A million British soldiers made that journey to fight, never to return. It was not just the fathers, grandfathers and great-grandfathers of ours, but men from Canada, New Zealand, Australia, South Africa, the West Indies and others who travelled across the world to serve. Indeed, the weeping mother at Vimy Ridge is Mother Canada, weeping for those Canadians who sailed across the Atlantic to fight and fall in Northern Europe.
It is always humbling to see the huge impact and resonance the First World War has always held. On the 16th July 1936, five liners set sail from Montreal, carrying over six thousand pilgrims. Across the sea they came, over three thousand miles, to Northern France to see the dedication of the Memorial at Vimy. Unlike those that came before them, they returned.
Next year it will be the Centenary of the start of the First World War yet still we travel, like the Canadian pilgrims, to gather, to remember.
This year, I am going to make a special journey of my own, to visit one of the 262 Commonwealth War Graves from the two World Wars that are here in Swindon. They crossed the Channel, they fought, they fell but unlike most, they made it home. Theirs is not a name on a stone in Tynecot, nor on a wall of remembrance in Ypres, but it is immortalised here in our Town and it is important that it is not forgotten.
I hope that some will choose to join me, making a visit of your own to our cemeteries to pay your respects. Blunsdon, Highworth, Rodbourne Cheney, South Marston, Lower Stratton, St Margaret, Upper Stratton, Whitworth Road, Bishopstone, Chiseldon, Hinton Parva, Christ Church, Radnor Street, Wanborough and Wroughton all have war graves, the final resting place of Swindon men who went to fight.

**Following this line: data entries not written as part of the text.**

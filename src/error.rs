//! Error types for the cache
//!
//! Provides unified error handling using thiserror.

use thiserror::Error;

// == Cache Error Enum ==
/// Errors raised by the cache itself.
///
/// Misses (absent key, type mismatch, expired entry) are never errors; they
/// are reported as `None` by [`CacheStore::try_get`](crate::cache::CacheStore::try_get).
/// Factory failures stay in the caller's own error type.
#[derive(Error, Debug)]
pub enum CacheError {
    /// The value could not be deep-copied into the cache
    #[error("Value isolation failed: {0}")]
    Isolation(#[from] serde_json::Error),
}

// == Result Type Alias ==
/// Convenience Result type for cache operations.
pub type Result<T> = std::result::Result<T, CacheError>;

This year too is the first time that the Coleshill Auxiliary Units will be marching on Remembrance Sunday, a mark of the great risk that the Unit’s personnel took in feeding the intelligence effort during the fight against Hilter.
This Remembrance Sunday as we give thanks to those who have given their lives in defence of our freedom, let us be proud of the Swindon men who joined those from all over the world to defend our freedom in Europe nearly 100 years ago.